The chief executive, Rooney Anand, says the group, unlike its rivals, is achieving the Holy Trinity of running pubs. It is increasing capital spending, cutting debt and still paying a dividend.
The thing that would give Mr Anand God-like status among investors is a rise in the share price. According to watchers at Numis, the stock still trades at a discount to the sector, despite the impressive operational performance. "Our 460p target price equates to 9.1 times 2010 enterprise value to Ebitda, a small, but justifiable premium to the peer group average (on nine times)," they say.
We would be tempted to take a punt on Greene King. It is certainly one of the more impressive names in the sector and has the proceeds from its £200m rights issue to spend on acquisitions in the coming months. Buy.
Game Group
Our view: Buy
Share price: 142p (-22p)
The debate about the video game retailer Game has always been: is it a brilliantly well run company, or is it dependent on the quality of the offerings from the game makers?
After the group's first-half figures, published yesterday, we have the answer. Like-for-like sales fell 15.4 per cent, which its chief executive, Lisa Morgan, said was in line with the board's expectations. The reason for the fall, she says, is that the group faced tough numbers from last year after a raft of popular games appeared in the first half of 2008.
The fall in like-for-like sales was not expected by investors, with the share price falling by 13.4 per cent, and a number of analysts trimmed their full-year numbers, despite Ms Morgan's insistence that games in the second half of the year will impress even credit-crunched consumers.
The group blamed the share price falls on investors not fully understanding the investment case and only looking at the first-half drop in sales. For those that did not read the announcement properly, margins will grow by between 150 and 175 basis points, while the group will save £16m from the completed integration of Gamestation stores.

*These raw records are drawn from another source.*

//! Request and reply wire formats
//!
//! Request: `[id: u32 big-endian][domain][ip]`
//! Reply:   `[id: u32 big-endian][score][category]`
//!
//! Both are three-frame multipart messages. Score and category are opaque to
//! the harness; they are consumed to keep framing intact and otherwise ignored.

use crate::{Error, Result};

/// Number of frames in every request and reply message
pub const FRAME_COUNT: usize = 3;

/// Size of the correlation id frame
pub const ID_LEN: usize = 4;

/// A synthetic request sent to the decision endpoint
#[derive(Debug, Clone, PartialEq, Eq)]
pub struct Request {
    /// Correlation id, 1-based and unique for the run
    pub id: u32,
    pub domain: String,
    pub ip: String,
}

impl Request {
    pub fn new(id: u32, domain: impl Into<String>, ip: impl Into<String>) -> Self {
        Self { id, domain: domain.into(), ip: ip.into() }
    }

    /// Send this request as one multipart message through `send`
    pub fn with_frames<R>(&self, send: impl FnOnce(&[&[u8]]) -> R) -> R {
        let id = self.id.to_be_bytes();
        send(&[&id, self.domain.as_bytes(), self.ip.as_bytes()])
    }

    /// Decode a request (used by the responding side)
    pub fn decode(frames: &[Vec<u8>]) -> Result<Self> {
        check_frame_count(frames)?;
        let id = decode_id(&frames[0])?;
        let domain = utf8_frame(&frames[1], "domain")?;
        let ip = utf8_frame(&frames[2], "ip")?;
        Ok(Self { id, domain, ip })
    }
}

/// A reply from the decision endpoint
#[derive(Debug, Clone, PartialEq, Eq)]
pub struct Reply {
    pub id: u32,
    pub score: Vec<u8>,
    pub category: Vec<u8>,
}

impl Reply {
    /// Decode a reply; the payload frames are kept as raw bytes
    pub fn decode(frames: &[Vec<u8>]) -> Result<Self> {
        check_frame_count(frames)?;
        let id = decode_id(&frames[0])?;
        Ok(Self { id, score: frames[1].clone(), category: frames[2].clone() })
    }

    /// Send this reply as one multipart message through `send`
    pub fn with_frames<R>(&self, send: impl FnOnce(&[&[u8]]) -> R) -> R {
        let id = self.id.to_be_bytes();
        send(&[&id, &self.score, &self.category])
    }
}

/// Decode a 4-byte big-endian correlation id frame
pub fn decode_id(frame: &[u8]) -> Result<u32> {
    let bytes: [u8; ID_LEN] = frame.try_into().map_err(|_| {
        Error::Protocol(format!("id frame must be {ID_LEN} bytes, got {}", frame.len()))
    })?;
    Ok(u32::from_be_bytes(bytes))
}

fn check_frame_count(frames: &[Vec<u8>]) -> Result<()> {
    if frames.len() != FRAME_COUNT {
        return Err(Error::Protocol(format!(
            "expected {FRAME_COUNT} frames, got {}",
            frames.len()
        )));
    }
    Ok(())
}

fn utf8_frame(frame: &[u8], field: &str) -> Result<String> {
    String::from_utf8(frame.to_vec())
        .map_err(|_| Error::Protocol(format!("{field} frame is not valid UTF-8")))
}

The drop in the share price yesterday also presents an opportunity for buyers. "Game remains a retailer with a market leading position in a category benefiting from the withdrawal of capacity, cash on the balance sheet, and a lowly rating," say the watchers at Numis.
Yesterday's numbers were inglorious, but we do think there is value in the shares and for that reason we would be buyers. Buy.
Photo-Me International
Our view: Buy
Share price: 18.25p (1.75p)
We are usually a bit cynical when a company announces, often to much fanfare, that it is to conduct an operational review. Usually it is shorthand for "everything is going wrong, let's give shareholders the impression we are doing something proactive".
In the case of Photo-Me International, the photo booth maker, it appears to be working, however. A year ago, faced with heavy debts and poor numbers, the group said it would go through a period of self-improvement. A year on, debt has halved and is falling, the group has turned an underlying profit and the share price is up.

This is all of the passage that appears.